As an additional test, PRIMROSE was used to identify suitable oligonucleotides for several significant taxa for which there are currently no satisfactory 16S rDNA probes available, namely Cytophaga group I bacteria (2.15.1.3) and, within that group, the Cytophaga uliginosa subgroup (2.15.1.3.13) and the Enteric bacteria and their relatives (2.28.3.27) from the gamma Proteobacteria.
Comparison with ARB
We used the PROBE DESIGN program within ARB to design oligonucleotides for the same phylogenetic groups and compared their in silico performances with those probes identified by PRIMROSE.
Operating environments and availability
PRIMROSE is distributed under the terms of the GNU General Public Licence (http://www.gnu.org/copyleft/gpl.html) and can be downloaded as a Microsoft Windows 95/NT/2000 executable, without charge, from http://www.cardiff.ac.uk/biosi/research/biosoft/. Perl scripts of the program are also available. To run the program directly from these scripts requires Perl v.5.6.0, or later, along with the Perl/Tk module (v.800.022 or later).
The Windows version program has been tested on a number of machines and should run on most personal computers running Windows 95 or later, although the authors recommend that a PC running Windows NT/2000, with a minimum of 128 MB SDRAM, be used. A fast processor, whilst desirable, is not essential. Around 100 MB hard disk space is required for the current RDP database files. The program comes complete with an example file, instructions and a tutorial.
RESULTS
Program design and operation
PRIMROSE was written to work closely with the downloadable version of the RDP database to identify useful phylogenetic probes and primers. Figure Figure11 summarises its overall design. PRIMROSE exploits the RDP file SSU_Prok.gb, which contains all currently aligned 16S rRNA sequences in GenBank format (16 277 records for release 8.1). It also makes use of the associated files SSU_Prok.alpha, SSU_Prok.phylo and SSU_Prok.phylo.stats that contain information on bacterial names, phylogenetic positions and statistical information.

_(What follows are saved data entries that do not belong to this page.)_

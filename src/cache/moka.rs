use std::time::Duration;

use async_trait::async_trait;
use moka::future::Cache;
use tracing::{debug, trace};

use super::{AliasCache, CacheLookup};
use crate::config::CacheConfig;
use crate::storage::AliasRecord;

/// In-process cache for single-instance deployments.
///
/// Entries live for `default_ttl` regardless of the alias expiry; the
/// resolver checks liveness on every hit.
pub struct MokaAliasCache {
    inner: Cache<String, AliasRecord>,
}

impl MokaAliasCache {
    pub fn new(config: &CacheConfig) -> Self {
        let inner = Cache::builder()
            .max_capacity(config.memory.max_capacity)
            .time_to_live(Duration::from_secs(config.default_ttl))
            .build();

        debug!(
            "MokaAliasCache initialized: capacity {}, ttl {}s",
            config.memory.max_capacity, config.default_ttl
        );
        Self { inner }
    }
}

#[async_trait]
impl AliasCache for MokaAliasCache {
    async fn get(&self, code: &str) -> CacheLookup {
        match self.inner.get(code).await {
            Some(record) => {
                trace!("Memory cache hit: {}", code);
                CacheLookup::Hit(record)
            }
            None => CacheLookup::Miss,
        }
    }

    async fn insert(&self, record: &AliasRecord) {
        self.inner
            .insert(record.code.clone(), record.clone())
            .await;
    }

    fn name(&self) -> &'static str {
        "memory"
    }
}

#[cfg(test)]
mod tests {
    use super::*;
    use chrono::{Duration as ChronoDuration, Utc};

    #[tokio::test]
    async fn test_keeps_expired_records_for_the_resolver_to_judge() {
        let cache = MokaAliasCache::new(&CacheConfig::default());
        let record = AliasRecord {
            code: "old1".to_string(),
            target: "https://example.com".to_string(),
            custom_alias: None,
            created_at: Utc::now() - ChronoDuration::days(2),
            expires_at: Some(Utc::now() - ChronoDuration::days(1)),
        };

        assert_eq!(cache.get("old1").await, CacheLookup::Miss);
        cache.insert(&record).await;
        assert_eq!(cache.get("old1").await, CacheLookup::Hit(record));
    }
}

Flow chart summarising the procedure followed by PRIMROSE to identify oligonucleotides. SSU_Prok.gb is a GenBank formatted file produced by the RDP containing all currently aligned 16S rRNA sequence records (currently totalling 16 277 records in release 8.1). SSU_Prok.alpha, SSU_Prok.phylo and SSU_Prok.phylo.stats are associated files, also from RDP, that supply additional phylogenetic-based information on these records. All files are available from the RDP web site at http://rdp.cme.msu.edu/html/download.html.
PRIMROSE identifies potentially useful oligonucleotides from a set of 16S rRNA ‘target’ sequences supplied by the user. PRIMROSE will accept output from any software package capable of generating output in GenBank, Fasta or Clustal formats. However, for the full facilities of PRIMROSE to be made available, RDP_short_IDs should be used to identify records wherever possible. For this reason, PRIMROSE works best in conjunction with the on-line tools offered by RDP and, in particular, the RDP Hierarchy Browser. This facility allows the user to explore the current aligned 16S rRNA database and select for download sequences of interest as text files in GenBank format.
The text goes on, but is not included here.